Pensemos: e, na prática, como é possível evidenciar as desigualdades? Para além das análises de trajetórias e experiências individuais, uma das tecnologias governamentais mais relevantes para tornar legíveis as desigualdades são as pesquisas sociais aplicadas, em especial, o instrumento da pesquisa censitária. O último Censo Demográfico produzido pelo IBGE no ano de 2022 é um excelente instrumento para verificarmos as interdependências ou entrelaçamentos discutidos acima.
Vejamos um exemplo simples. De acordo com os dados do último censo sobre alfabetização, 93% da população brasileira pode ser considerada alfabetizada. Embora esta seja a menor proporção de não-alfabetizados da série histórica, tanto de forma agregada quanto desagregada, quando visualizamos os dados por cor ou raça, percebemos que o índice de analfabetismo entre a população negra é o dobro do entre a população branca. Se considerarmos a população indígena, este número chega a ser quatro vezes maior. Em relação à distribuição territorial, as regiões Sul, Sudeste e Centro-Oeste possuem taxas de alfabetização sensivelmente maiores que as do Norte e, em especial, do Nordeste – que tem o dobro da média nacional.
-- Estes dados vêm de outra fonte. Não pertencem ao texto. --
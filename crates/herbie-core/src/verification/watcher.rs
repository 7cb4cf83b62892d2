//! Passive watchers.
//!
//! A [`Watcher`] owns one spawned task that re-evaluates a [`Probe`] each
//! time the page changes in a way the probe cares about, or on a fixed poll
//! for values that change without a DOM mutation. The task ends on the
//! first pass, when its deadline passes, or when its [`WatchHandle`] is
//! stopped.

use std::sync::Arc;
use std::time::Duration;

use herbie_protocols::{
    ElementRef, ElementState, MutationKind, MutationRecord, Page, PageError, PageTarget,
    VerificationResult, VerifyOperator, VerifyType,
};
use tokio::sync::broadcast::{self, error::RecvError};
use tokio::task::JoinHandle;
use tokio::time::{Instant, MissedTickBehavior};
use tokio_util::sync::CancellationToken;
use tracing::debug;

use super::checks;

/// Attributes whose change can flip an element state.
const STATE_ATTRIBUTES: &[&str] = &["style", "class", "disabled", "checked", "hidden"];

/// Registry a watcher is filed under.
#[derive(Debug, Clone, Copy, PartialEq, Eq, Hash)]
pub enum Category {
    Text,
    Attribute,
    State,
    Page,
}

/// A condition a watcher re-checks.
#[derive(Debug, Clone, PartialEq)]
pub enum Probe {
    Text {
        element: ElementRef,
        operator: VerifyOperator,
        expected: String,
    },
    Attribute {
        element: ElementRef,
        attribute: VerifyType,
        operator: VerifyOperator,
        expected: String,
        locator: String,
    },
    /// `element` is `None` only for a hidden check whose element was absent.
    State {
        element: Option<ElementRef>,
        state: ElementState,
    },
    Page {
        target: PageTarget,
        operator: VerifyOperator,
        expected: String,
    },
}

/// Result of one evaluation.
#[derive(Debug, Clone, PartialEq)]
pub enum Observation {
    Satisfied(VerificationResult),
    /// Not yet; carries the latest failing result.
    Unmet(VerificationResult),
    /// The condition can no longer become true.
    Gone(VerificationResult),
}

impl From<VerificationResult> for Observation {
    fn from(result: VerificationResult) -> Self {
        if result.success {
            Observation::Satisfied(result)
        } else {
            Observation::Unmet(result)
        }
    }
}

impl Probe {
    pub fn category(&self) -> Category {
        match self {
            Probe::Text { .. } => Category::Text,
            Probe::Attribute { .. } => Category::Attribute,
            Probe::State { .. } => Category::State,
            Probe::Page { .. } => Category::Page,
        }
    }

    /// Whether the probe needs a poll whatever the mutation feed reports.
    fn polls(&self) -> bool {
        match self {
            Probe::Page { .. } => true,
            Probe::Attribute { attribute, .. } => matches!(
                attribute,
                VerifyType::Value | VerifyType::Checked | VerifyType::Selected
            ),
            _ => false,
        }
    }

    /// Whether `record` may have changed the outcome.
    fn wants(&self, record: &MutationRecord) -> bool {
        match self {
            Probe::Text { .. } => true,
            Probe::Attribute {
                element, attribute, ..
            } => match record.kind {
                MutationKind::ChildList => true,
                MutationKind::Attributes => {
                    record.target == *element
                        && record.attribute_name.as_deref() == Some(attribute.as_str())
                }
                MutationKind::CharacterData => false,
            },
            Probe::State { .. } => match record.kind {
                MutationKind::ChildList => true,
                MutationKind::Attributes => record
                    .attribute_name
                    .as_deref()
                    .is_some_and(|name| STATE_ATTRIBUTES.contains(&name)),
                MutationKind::CharacterData => false,
            },
            Probe::Page { .. } => false,
        }
    }

    /// Evaluate the probe. While watching, text only counts once its
    /// element is attached and rendered.
    pub async fn observe(&self, page: &dyn Page, watching: bool) -> Observation {
        match self.evaluate(page, watching).await {
            Ok(observation) => observation,
            Err(e) => {
                debug!(error = %e, "Probe evaluation failed");
                Observation::Unmet(VerificationResult::fail(e.to_string()))
            }
        }
    }

    async fn evaluate(&self, page: &dyn Page, watching: bool) -> Result<Observation, PageError> {
        match self {
            Probe::Text {
                element,
                operator,
                expected,
            } => {
                if watching && !shown(page, *element).await? {
                    return Ok(Observation::Unmet(VerificationResult::fail(format!(
                        "Text {} \"{expected}\" is not displayed",
                        checks::spaced(*operator)
                    ))));
                }
                let actual = page.inner_text(*element).await?.trim().to_string();
                Ok(checks::compare("Text", *operator, expected, actual).into())
            }
            Probe::Attribute {
                element,
                attribute,
                operator,
                expected,
                locator,
            } => {
                if !checks::connected(page, *element).await {
                    return Ok(Observation::Gone(VerificationResult::fail(format!(
                        "Element removed from DOM during attribute verification: {locator}"
                    ))));
                }
                let actual = checks::attribute_value(page, *element, *attribute).await?;
                Ok(checks::compare(attribute.as_str(), *operator, expected, actual).into())
            }
            Probe::State { element, state } => {
                let attached = match element {
                    Some(el) if checks::connected(page, *el).await => Some(*el),
                    _ => None,
                };
                match attached {
                    Some(el) => Ok(checks::state(page, el, *state).await?.into()),
                    None if *state == ElementState::Hidden => Ok(Observation::Satisfied(
                        VerificationResult::pass(
                            "State verification passed: element is hidden (not in DOM)",
                        ),
                    )),
                    None => Ok(Observation::Unmet(VerificationResult::fail(format!(
                        "State verification failed: element is not {state} (not in DOM)"
                    )))),
                }
            }
            Probe::Page {
                target,
                operator,
                expected,
            } => {
                let actual = checks::page_value(page, *target).await?;
                let subject = format!("Page {}", target.as_str());
                Ok(checks::compare(&subject, *operator, expected, actual).into())
            }
        }
    }

    /// Failure reported when the deadline passes with `last` still unmet.
    fn timed_out(&self, last: VerificationResult, deadline: Duration) -> VerificationResult {
        let secs = deadline.as_secs();
        match self {
            Probe::Page {
                target,
                operator,
                expected,
            } => {
                let actual = last.actual_value.unwrap_or_default();
                VerificationResult::fail(format!(
                    "Page {} verification timed out after {secs} seconds. Expected {operator} \"{expected}\" but got \"{actual}\"",
                    target.as_str()
                ))
                .with_actual(actual)
            }
            _ => {
                let result =
                    VerificationResult::fail(format!("Verification timed out after {secs} seconds"));
                match last.actual_value {
                    Some(actual) => result.with_actual(actual),
                    None => result,
                }
            }
        }
    }
}

async fn shown(page: &dyn Page, el: ElementRef) -> Result<bool, PageError> {
    Ok(checks::connected(page, el).await && page.visibility(el).await?.is_rendered())
}

/// Handle to a running watch.
#[derive(Debug)]
pub struct WatchHandle {
    token: CancellationToken,
    task: JoinHandle<()>,
}

impl WatchHandle {
    /// Cancel the watch. No callback runs after this returns.
    pub fn stop(&self) {
        self.token.cancel();
    }

    pub fn is_finished(&self) -> bool {
        self.task.is_finished()
    }

    /// Wait for the task to end.
    pub async fn join(self) {
        if let Err(e) = self.task.await {
            debug!(error = %e, "Watcher task ended abnormally");
        }
    }
}

/// Spawns watch tasks against one page.
#[derive(Clone)]
pub struct Watcher {
    page: Arc<dyn Page>,
    deadline: Duration,
    poll_interval: Duration,
}

enum Wake {
    Tick,
    Record(MutationRecord),
    Lagged,
    Closed,
}

impl Watcher {
    pub fn new(page: Arc<dyn Page>, deadline: Duration, poll_interval: Duration) -> Self {
        Self {
            page,
            deadline,
            poll_interval,
        }
    }

    /// Start watching `probe`.
    ///
    /// `on_satisfied` runs with the first passing result. `on_timeout` runs
    /// with the failure once the deadline passes or the probe reports the
    /// condition gone. At most one of them runs.
    pub fn start<S, T>(self, probe: Probe, on_satisfied: S, on_timeout: T) -> WatchHandle
    where
        S: FnOnce(VerificationResult) + Send + 'static,
        T: FnOnce(VerificationResult) + Send + 'static,
    {
        let token = CancellationToken::new();
        // Subscribe before spawning so no mutation after `start` is missed.
        let feed = self.page.mutations();
        let task = tokio::spawn(self.run(probe, feed, token.clone(), on_satisfied, on_timeout));
        WatchHandle { token, task }
    }

    async fn run<S, T>(
        self,
        probe: Probe,
        mut feed: Option<broadcast::Receiver<MutationRecord>>,
        token: CancellationToken,
        on_satisfied: S,
        on_timeout: T,
    ) where
        S: FnOnce(VerificationResult),
        T: FnOnce(VerificationResult),
    {
        let category = probe.category();
        let mut polling = probe.polls() || feed.is_none();
        debug!(?category, polling, deadline_ms = self.deadline.as_millis() as u64, "Watcher started");

        let mut ticker = tokio::time::interval_at(Instant::now() + self.poll_interval, self.poll_interval);
        ticker.set_missed_tick_behavior(MissedTickBehavior::Delay);
        let expiry = tokio::time::sleep(self.deadline);
        tokio::pin!(expiry);

        // The first evaluation covers changes made before the subscription.
        let mut pending_check = true;

        loop {
            if std::mem::take(&mut pending_check) {
                let observation = probe.observe(self.page.as_ref(), true).await;
                if token.is_cancelled() {
                    return;
                }
                match observation {
                    Observation::Satisfied(result) => {
                        debug!(?category, "Watcher satisfied");
                        on_satisfied(result);
                        return;
                    }
                    Observation::Gone(result) => {
                        debug!(?category, "Watched element gone");
                        on_timeout(result);
                        return;
                    }
                    Observation::Unmet(_) => {}
                }
            }

            let wake = tokio::select! {
                _ = token.cancelled() => {
                    debug!(?category, "Watcher cancelled");
                    return;
                }
                _ = &mut expiry => {
                    let last = probe.observe(self.page.as_ref(), true).await;
                    if token.is_cancelled() {
                        return;
                    }
                    debug!(?category, "Watcher deadline reached");
                    match last {
                        Observation::Satisfied(result) => on_satisfied(result),
                        Observation::Unmet(result) | Observation::Gone(result) => {
                            on_timeout(probe.timed_out(result, self.deadline))
                        }
                    }
                    return;
                }
                _ = ticker.tick(), if polling => Wake::Tick,
                wake = next_record(&mut feed) => wake,
            };

            match wake {
                Wake::Tick | Wake::Lagged => pending_check = true,
                Wake::Record(record) => pending_check = probe.wants(&record),
                Wake::Closed => {
                    feed = None;
                    polling = true;
                }
            }
        }
    }
}

async fn next_record(feed: &mut Option<broadcast::Receiver<MutationRecord>>) -> Wake {
    let Some(rx) = feed.as_mut() else {
        return std::future::pending().await;
    };
    match rx.recv().await {
        Ok(record) => Wake::Record(record),
        Err(RecvError::Lagged(_)) => Wake::Lagged,
        Err(RecvError::Closed) => Wake::Closed,
    }
}

#[cfg(test)]
#[path = "watcher_tests.rs"]
mod tests;
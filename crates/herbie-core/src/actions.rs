//! Synthetic DOM actions.
//!
//! Each primitive fires the same event sequence a user interaction would,
//! so page scripts listening for `input`, `change` or `mouseenter` react as
//! they do for real input.

use herbie_protocols::{
    DomEvent, ElementRef, EventKind, EventTarget, Page, PageError, PropertyValue,
};

use crate::locator::xpath_literal;

pub async fn click(page: &dyn Page, el: ElementRef) -> Result<(), PageError> {
    page.dispatch_event(EventTarget::Element(el), DomEvent::mouse(EventKind::Click))
        .await
}

/// Focus, clear, fill and blur a form control.
pub async fn type_text(page: &dyn Page, el: ElementRef, text: &str) -> Result<(), PageError> {
    let target = EventTarget::Element(el);
    page.focus(el).await?;
    page.set_property(el, "value", PropertyValue::Text(String::new()))
        .await?;
    page.dispatch_event(target, DomEvent::new(EventKind::Input, true))
        .await?;
    page.set_property(el, "value", PropertyValue::Text(text.to_string()))
        .await?;
    page.dispatch_event(target, DomEvent::new(EventKind::Change, true))
        .await?;
    page.blur(el).await
}

/// Choose the option of a `<select>` whose value is `value`.
pub async fn select(page: &dyn Page, el: ElementRef, value: &str) -> Result<(), PageError> {
    page.focus(el).await?;
    page.set_property(el, "value", PropertyValue::Text(value.to_string()))
        .await?;
    let option = format!(".//option[@value={}]", xpath_literal(value));
    if let Some(opt) = page.evaluate_xpath(&option, Some(el)).await?.into_iter().next() {
        page.set_property(opt, "selected", PropertyValue::Bool(true))
            .await?;
    }
    page.dispatch_event(EventTarget::Element(el), DomEvent::new(EventKind::Change, true))
        .await
}

pub async fn mouseover(page: &dyn Page, el: ElementRef) -> Result<(), PageError> {
    let target = EventTarget::Element(el);
    page.dispatch_event(target, DomEvent::mouse(EventKind::MouseEnter))
        .await?;
    page.dispatch_event(target, DomEvent::mouse(EventKind::MouseLeave))
        .await
}

/// `keydown` then `keyup` for `key` on `target`.
pub async fn press(page: &dyn Page, target: EventTarget, key: &str) -> Result<(), PageError> {
    page.dispatch_event(target, DomEvent::keyboard(EventKind::KeyDown, key))
        .await?;
    page.dispatch_event(target, DomEvent::keyboard(EventKind::KeyUp, key))
        .await
}

pub async fn navigate(page: &dyn Page, url: &str) -> Result<(), PageError> {
    page.navigate(url).await
}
Esses exercícios de comparação são fundamentais para a compreensão sobre as interdependências e entrelaçamentos das desigualdades. Afinal, ao refletirmos sobre informações como as do último Censo Demográfico, percebemos que, mais do que um retrato atualizado da realidade brasileira no tempo e no espaço, esse conjunto de dados traz consigo elementos contextuais importantes.